Testing the equivalence principle amounts to testing the foundation of all theories of gravitational and more generally alternative theories to relativity. With its results, MICROSCOPE is pushing the boundaries by bringing new constraints to these new theories at a level of precision such that it will certainly take a very long time to improve on.
About MICROSCOPE
MICROSCOPE (MICROSatellite à trainée Compensée pour l’Observation du Principe d’Équivalence - Compensated Drag MICROSatellite for the Observation of the Principle of Equivalence) is a mission of CNES, carried out in partnership with ONERA, OCA, ESA, DLR, ZARM (microgravity laboratory of the University of Bremen) and PTB (German Physics and Metrology Institute). With its accelerometer-controlled microthrusters, the satellite is able to achieve ultra-fine control of its orbit and compensate for the residual atmospheric drag, at levels never before managed in low Earth orbit. ONERA’s T-SAGE instrument is right at the core of this perfect free-fall laboratory, ensconced in a thermal cocoon which stability is better than one millionth of a degree. The instrument is a differential accelerometer. It measures the position of its test masses, in free-fall around the Earth, with an atomic scale accuracy.
MICROSCOPE was launched on 25 April 2016 and decommissioned on 15 October 2018. Scientific measurements and fine characterisations of the instrument and satellite have made it possible to compare the “free fall” of two different materials, platinum and titanium, over the course of 1642 revolutions around the Earth - i.e.: 73 million km - equivalent to half the Earth-Sun distance.

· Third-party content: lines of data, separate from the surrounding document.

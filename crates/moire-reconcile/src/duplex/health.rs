//! Health severities, connection state, and classification thresholds.

use serde::Serialize;

use crate::attrs::{AttrBag, keys};

/// Severity, ordered `Healthy < Warning < Critical`.
#[derive(Debug, Clone, Copy, PartialEq, Eq, PartialOrd, Ord, Hash, Serialize)]
#[serde(rename_all = "snake_case")]
pub enum Health {
    Healthy,
    Warning,
    Critical,
}

impl Health {
    pub fn rank(self) -> u8 {
        self as u8
    }
}

#[derive(Debug, Clone, Copy, PartialEq, Eq, Serialize)]
#[serde(rename_all = "snake_case")]
pub enum ConnectionState {
    Open,
    Closed,
    Unknown,
    /// Synthesized for a direction nobody reported.
    Missing,
}

impl ConnectionState {
    pub fn from_attrs(attrs: &AttrBag) -> Self {
        let Some(raw) = attrs.string(keys::CONNECTION_STATE) else {
            return ConnectionState::Unknown;
        };
        match raw.to_ascii_lowercase().as_str() {
            "open" | "connected" | "established" | "active" => ConnectionState::Open,
            "closed" | "disconnected" | "shutdown" | "closing" => ConnectionState::Closed,
            _ => ConnectionState::Unknown,
        }
    }
}

/// Leg classification cutoffs.
#[derive(Debug, Clone, Copy, PartialEq, Eq)]
pub struct HealthThresholds {
    pub pending_warning: u64,
    pub pending_critical: u64,
    pub recv_age_warning_ns: i64,
    pub recv_age_critical_ns: i64,
}

impl Default for HealthThresholds {
    fn default() -> Self {
        Self {
            pending_warning: 10,
            pending_critical: 25,
            recv_age_warning_ns: 15 * 1_000_000_000,
            recv_age_critical_ns: 60 * 1_000_000_000,
        }
    }
}

impl HealthThresholds {
    /// Pending pressure decides first; receive staleness only counts when
    /// pending is below the warning cutoff.
    pub fn classify(
        &self,
        pending_requests: Option<u64>,
        pending_responses: Option<u64>,
        last_recv_age_ns: Option<i64>,
    ) -> Health {
        let pending = pending_requests
            .unwrap_or(0)
            .max(pending_responses.unwrap_or(0));
        if pending >= self.pending_critical {
            return Health::Critical;
        }
        if pending >= self.pending_warning {
            return Health::Warning;
        }
        match last_recv_age_ns {
            Some(age) if age >= self.recv_age_critical_ns => Health::Critical,
            Some(age) if age >= self.recv_age_warning_ns => Health::Warning,
            _ => Health::Healthy,
        }
    }
}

The culmination of many years of effort, this French experiment represents a shining light in the landscape of fundamental physics and a challenge accomplished for engineers and scientists, who have succeeded in pushing the limits of equivalence principle testing accuracy ever further. These results were obtained by ONERA and OCA’s scientific teams with the contribution of CNES and the collaboration of European laboratories. This analysis has been published in two prestigious physics journals: Classical and Quantum Gravity (IOP Publishing) and Physical Review Letters (American Physical Society).